(Dataset entries)
//! Diagnostic ID constants.
//!
//! Use these instead of string literals to get compile-time typo detection
//! and IDE autocomplete. Every constant has an entry in [`crate::explain`].

// ── Syntax (CMD1xxx) ────────────────────────────────────────────────────

/// A token appeared where no grammar production expects it.
pub const UNEXPECTED_TOKEN: &str = "CMD1001";
/// The line does not start with a command name.
pub const MISSING_COMMAND_NAME: &str = "CMD1002";
/// The command name is followed by something other than whitespace or end of line.
pub const INVALID_COMMAND_NAME: &str = "CMD1003";
/// End of line reached inside a quoted argument.
pub const UNTERMINATED_QUOTE: &str = "CMD1004";
/// Two arguments are not separated by whitespace.
pub const MISSING_SEPARATOR: &str = "CMD1005";

// ── Escapes (CMD2xxx) ───────────────────────────────────────────────────

/// Backslash followed by a character that starts no known escape.
pub const INVALID_ESCAPE: &str = "CMD2001";
/// Octal escape whose value does not fit in one byte.
pub const OCTAL_OUT_OF_RANGE: &str = "CMD2002";
/// `\uXXXX` escape naming a surrogate half with no partner.
pub const LONE_SURROGATE: &str = "CMD2003";
/// Escape digits that could not be read as a number.
pub const MALFORMED_ESCAPE_DIGITS: &str = "CMD2004";
/// Invalid escape kept as literal text under the lenient policy.
pub const ESCAPE_PASSED_THROUGH: &str = "CMD2101";

// ── Messages (CMD3xxx) ──────────────────────────────────────────────────

/// Message does not start with the configured command prefix.
pub const NOT_A_COMMAND: &str = "CMD3001";

/// Every known diagnostic code, in numeric order.
pub const ALL: &[&str] = &[
    UNEXPECTED_TOKEN,
    MISSING_COMMAND_NAME,
    INVALID_COMMAND_NAME,
    UNTERMINATED_QUOTE,
    MISSING_SEPARATOR,
    INVALID_ESCAPE,
    OCTAL_OUT_OF_RANGE,
    LONE_SURROGATE,
    MALFORMED_ESCAPE_DIGITS,
    ESCAPE_PASSED_THROUGH,
    NOT_A_COMMAND,
];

WHAT THE TASK REQUIRES –
Write every record out again, letter for letter.

TASK ANSWER –
//! Diagnostic ID constants.
//!
//! Use these instead of string literals to get compile-time typo detection
//! and IDE autocomplete. Every constant has an entry in [`crate::explain`].

// ── Syntax (CMD1xxx) ────────────────────────────────────────────────────

/// A token appeared where no grammar production expects it.
pub const UNEXPECTED_TOKEN: &str = "CMD1001";
/// The line does not start with a command name.
pub const MISSING_COMMAND_NAME: &str = "CMD1002";
/// The command name is followed by something other than whitespace or end of line.
pub const INVALID_COMMAND_NAME: &str = "CMD1003";
/// End of line reached inside a quoted argument.
pub const UNTERMINATED_QUOTE: &str = "CMD1004";
/// Two arguments are not separated by whitespace.
pub const MISSING_SEPARATOR: &str = "CMD1005";

// ── Escapes (CMD2xxx) ───────────────────────────────────────────────────

/// Backslash followed by a character that starts no known escape.
pub const INVALID_ESCAPE: &str = "CMD2001";
/// Octal escape whose value does not fit in one byte.
pub const OCTAL_OUT_OF_RANGE: &str = "CMD2002";
/// `\uXXXX` escape naming a surrogate half with no partner.
pub const LONE_SURROGATE: &str = "CMD2003";
/// Escape digits that could not be read as a number.
pub const MALFORMED_ESCAPE_DIGITS: &str = "CMD2004";
/// Invalid escape kept as literal text under the lenient policy.
pub const ESCAPE_PASSED_THROUGH: &str = "CMD2101";

// ── Messages (CMD3xxx) ──────────────────────────────────────────────────

/// Message does not start with the configured command prefix.
pub const NOT_A_COMMAND: &str = "CMD3001";

/// Every known diagnostic code, in numeric order.
pub const ALL: &[&str] = &[
    UNEXPECTED_TOKEN,
    MISSING_COMMAND_NAME,
    INVALID_COMMAND_NAME,
    UNTERMINATED_QUOTE,
    MISSING_SEPARATOR,
    INVALID_ESCAPE,
    OCTAL_OUT_OF_RANGE,
    LONE_SURROGATE,
    MALFORMED_ESCAPE_DIGITS,
    ESCAPE_PASSED_THROUGH,
    NOT_A_COMMAND,
];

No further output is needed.